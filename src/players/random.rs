//! Player that picks uniformly among the valid plays.

use super::{Player, Reporter, check_playable};
use crate::error::GameError;
use connect_four_rules::{RulesError, State};
use rand::SeedableRng;
use rand::rngs::StdRng;
use rand::seq::IndexedRandom;
use std::time::Duration;
use tracing::{debug, instrument};

/// Display name.
pub const NAME: &str = "Rando";

/// Description shown in the player list.
pub const DESCRIPTION: &str = "Just randomly places pieces";

/// Has no idea, just chooses randomly. Never picks an invalid column.
#[derive(Debug)]
pub struct RandomPlayer {
    think_delay: Duration,
    rng: StdRng,
}

impl RandomPlayer {
    /// Creates a random player seeded from the OS.
    pub fn new(think_delay: Duration) -> Self {
        Self {
            think_delay,
            rng: StdRng::from_os_rng(),
        }
    }

    /// Creates a random player with a fixed seed.
    pub fn seeded(seed: u64, think_delay: Duration) -> Self {
        Self {
            think_delay,
            rng: StdRng::seed_from_u64(seed),
        }
    }

    /// Picks one of `columns` uniformly.
    pub(crate) fn choose(&mut self, columns: &[usize]) -> Result<usize, GameError> {
        columns
            .choose(&mut self.rng)
            .copied()
            .ok_or_else(|| RulesError::precondition("nothing to choose from").into())
    }
}

#[async_trait::async_trait]
impl Player for RandomPlayer {
    fn name(&self) -> &str {
        NAME
    }

    fn description(&self) -> &str {
        DESCRIPTION
    }

    #[instrument(skip_all, fields(player = NAME, moves = %state.notation()))]
    async fn get_play(&mut self, state: &State, reporter: Reporter) -> Result<usize, GameError> {
        let positions = check_playable(state)?;

        reporter.thinking("Considering options...");
        reporter.highlight(positions.clone());
        tokio::time::sleep(self.think_delay).await;

        let position = self.choose(&positions)?;
        reporter.thinking("Choosing one at random...");
        reporter.highlight(vec![position]);
        tokio::time::sleep(self.think_delay).await;

        debug!(position, "Random choice");
        reporter.thinking(format!("Chose position {}.", position));
        Ok(position)
    }
}
//! HTTP client for the remote Connect Four solver.
//!
//! The solver answers `GET {url}?pos={moves}` with one score per column:
//!
//! ```json
//! {"pos": "4", "score": [-2, -1, 0, 1, 0, -1, -2]}
//! ```
//!
//! Higher is better for the side to move. Full columns carry a large
//! sentinel that callers must ignore by filtering on valid plays.

use connect_four_rules::WIDTH;
use derive_more::{Display, Error};
use serde::Deserialize;
use std::time::Duration;
use tracing::{debug, instrument};

/// Body returned by the solver.
#[derive(Debug, Clone, Deserialize)]
struct SolverResponse {
    #[serde(default)]
    pos: String,
    score: Vec<i32>,
}

/// Thin wrapper over a [`reqwest::Client`] with a bounded request time.
#[derive(Debug, Clone)]
pub struct SolverClient {
    base_url: String,
    client: reqwest::Client,
}

impl SolverClient {
    /// Creates a client for `base_url` whose requests give up after `timeout`.
    pub fn new(base_url: impl Into<String>, timeout: Duration) -> Result<Self, SolverError> {
        let client = reqwest::Client::builder()
            .timeout(timeout)
            .build()
            .map_err(|e| SolverError::new(format!("Failed to build HTTP client: {}", e)))?;
        Ok(Self {
            base_url: base_url.into(),
            client,
        })
    }

    /// Endpoint this client talks to.
    pub fn base_url(&self) -> &str {
        &self.base_url
    }

    /// Fetches the per-column scores for the position reached by `moves`.
    ///
    /// Index `i` of the result scores column `i + 1`.
    #[instrument(skip(self), fields(base_url = %self.base_url))]
    pub async fn solve(&self, moves: &str) -> Result<Vec<i32>, SolverError> {
        let url = format!("{}?pos={}", self.base_url, moves);
        debug!(url = %url, "Requesting solver scores");

        let response = self
            .client
            .get(&url)
            .header(reqwest::header::REFERER, url.as_str())
            .send()
            .await
            .map_err(|e| SolverError::new(format!("Request failed: {}", e)))?;

        let status = response.status();
        if !status.is_success() {
            return Err(SolverError::new(format!("Solver returned status {}", status)));
        }

        let body: SolverResponse = response
            .json()
            .await
            .map_err(|e| SolverError::new(format!("Failed to parse response: {}", e)))?;

        if body.score.len() != WIDTH {
            return Err(SolverError::new(format!(
                "Expected {} scores, got {}",
                WIDTH,
                body.score.len()
            )));
        }

        debug!(pos = %body.pos, scores = ?body.score, "Solver answered");
        Ok(body.score)
    }
}

/// Remote solver error.
#[derive(Debug, Clone, Display, Error)]
#[display("Solver error: {} at {}:{}", message, file, line)]
pub struct SolverError {
    /// Error message.
    pub message: String,
    /// Line number where error occurred.
    pub line: u32,
    /// Source file where error occurred.
    pub file: &'static str,
}

impl SolverError {
    /// Creates a new solver error.
    #[track_caller]
    pub fn new(message: String) -> Self {
        let loc = std::panic::Location::caller();
        Self {
            message,
            line: loc.line(),
            file: loc.file(),
        }
    }
}

#[cfg(test)]
mod tests {
    use super::*;

    #[test]
    fn test_response_without_pos_parses() {
        let body: SolverResponse = serde_json::from_str(r#"{"score":[1,2,3,4,5,6,7]}"#).unwrap();
        assert_eq!(body.pos, "");
        assert_eq!(body.score.len(), WIDTH);
    }

    #[test]
    fn test_error_carries_location() {
        let err = SolverError::new("boom".to_string());
        assert_eq!(err.file, file!());
        assert!(err.to_string().starts_with("Solver error: boom"));
    }
}
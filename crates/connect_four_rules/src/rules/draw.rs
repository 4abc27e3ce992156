//! Draw detection for Connect Four.

use crate::types::{Board, HEIGHT, WIDTH};
use tracing::instrument;

/// Checks if every cell of the board holds a piece.
///
/// A full board with no winner is a draw.
#[instrument(skip(board))]
pub fn is_full(board: &Board) -> bool {
    board.pieces() == WIDTH * HEIGHT
}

EXERCISE AIM: What lines in the records above include the string "status"? Copy each one.

WRITTEN REPLY:
        let status = response.status();
        if !status.is_success() {
            return Err(SolverError::new(format!("Solver returned status {}", status)));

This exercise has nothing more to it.